Top-Down Proteomics on a Chromatographic Time Scale Using Linear Ion Trap Fourier Transform Hybrid Mass Spectrometers

• Published in: Analytical chemistry (Washington) Vol. 79; no. 21; pp. 7984 - 7991
• Main Authors: Parks, Bryan A, Jiang, Lihua, Thomas, Paul M, Wenger, Craig D, Roth, Michael J, Boyne, Michael T, Burke, Patricia V, Kwast, Kurt E, Kelleher, Neil L
• Format: Journal Article
• Language: English
• Published: Washington, DC American Chemical Society 01.11.2007
• Subjects: Analytical biochemistry: general aspects, technics, instrumentation; Analytical chemistry; Analytical, structural and metabolic biochemistry; Biological and medical sciences; Chemistry; Chromatographic methods and physical methods associated with chromatography; Chromatography, Liquid - methods; Exact sciences and technology; Fourier Analysis; Fourier transforms; Fundamental and applied biological sciences.

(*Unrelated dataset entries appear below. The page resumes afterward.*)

//! Applies computed stock targets to Shopify.

use chrono::{SecondsFormat, Utc};
use stockbridge_core::ShopifyVariantRecord;
use thiserror::Error;
use tracing::instrument;

use crate::shopify::{ShopifyClient, ShopifyError};

/// Errors from applying a target to one variant.
#[derive(Debug, Error)]
pub enum ExecutorError {
    /// The variant carries no inventory item to write to.
    #[error("variant {0} has no inventory item")]
    MissingInventoryItem(i64),

    /// The underlying mutation failed.
    #[error(transparent)]
    Shopify(#[from] ShopifyError),
}

/// Writes reconciliation targets to Shopify.
///
/// Applies one variant at a time with no retry: a failed item is reported
/// to the caller and the caller decides whether to continue. Repeating a
/// call with the same target is safe; Shopify sees an absolute set to the
/// value it already holds and only the timestamp metafield advances.
#[derive(Clone)]
pub struct SyncExecutor {
    client: ShopifyClient,
    location_id: i64,
}

impl SyncExecutor {
    /// Create an executor writing to one location.
    #[must_use]
    pub const fn new(client: ShopifyClient, location_id: i64) -> Self {
        Self {
            client,
            location_id,
        }
    }

    /// Apply a target stock to one variant.
    ///
    /// Sets the absolute available quantity, then records the push time in
    /// the variant's timestamp metafield. The timestamp write is
    /// best-effort: a failure there logs a warning and does not undo or
    /// fail the already-durable stock write.
    ///
    /// # Errors
    ///
    /// Returns `ExecutorError::MissingInventoryItem` if the variant cannot
    /// receive inventory writes, or the mutation's error otherwise.
    #[instrument(skip(self, variant), fields(variant_id = variant.variant_id, target))]
    pub async fn apply_target(
        &self,
        variant: &ShopifyVariantRecord,
        target: i64,
    ) -> Result<(), ExecutorError> {
        let inventory_item_id = variant
            .inventory_item_id
            .ok_or(ExecutorError::MissingInventoryItem(variant.variant_id))?;

        self.client
            .set_available_quantity(inventory_item_id, self.location_id, target)
            .await?;

        if let Err(error) = self
            .client
            .write_sync_timestamp(&variant.variant_gid(), &sync_timestamp_now())
            .await
        {
            tracing::warn!(
                variant_id = variant.variant_id,
                %error,
                "stock written but sync timestamp update failed"
            );
        }

        Ok(())
    }
}

/// Current time in the ISO-8601 shape the timestamp metafield holds.
fn sync_timestamp_now() -> String {
    Utc::now().to_rfc3339_opts(SecondsFormat::Secs, false)
}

Psychology; Ion chromatography; Mass spectrometry; Molecular Weight; Other chromatographic methods; Proteins; Proteomics; Saccharomyces cerevisiae; Saccharomyces cerevisiae Proteins - analysis; Sensitivity and Specificity; Spectrometric and optical methods; Tandem Mass Spectrometry - methods; Time Factors; High resolution; Fourier transform spectroscopy; On line; Peptides; Liquid chromatography; Protein; Ion exchange chromatography; Automatic processing; Anion exchange; Ion trap; Mass spectrometry MS/MS; Proteomics; Acetylation; Molecular mass
• ISSN: 0003-2700; 1520-6882
• DOI: 10.1021/ac070553t

Proteomics has grown significantly with the aid of new technologies that consistently are becoming more streamlined. While processing of proteins from a whole cell lysate is typically done in a bottom-up fashion utilizing MS/MS of peptides from enzymatically digested proteins, top-down proteomics is becoming a viable alternative that until recently has been limited largely to offline analysis by tandem mass spectrometry. Here we describe a method for high-resolution tandem mass spectrometery of intact proteins on a chromatographic time scale. In a single liquid chromatography−tandem mass spectrometry (LC−MS/MS) run, we have identified 22 yeast proteins with molecular weights from 14 to 35 kDa. Using anion exchange chromatography to fractionate a whole cell lysate before online LC−MS/MS, we have detected 231 metabolically labeled (14N/15N) protein pairs from Saccharomyces cerevisiae. Thirty-nine additional proteins were identified and characterized from LC−MS/MS of selected anion exchange fractions. Automated localization of multiple acetylations on Histone H4 was also accomplished on an LC time scale from a complex protein mixture. To our knowledge, this is the first demonstration of top-down proteomics (i.e., many identifications) on linear ion trap Fourier transform (LTQ FT) systems using high-resolution MS/MS data obtained on a chromatographic time scale.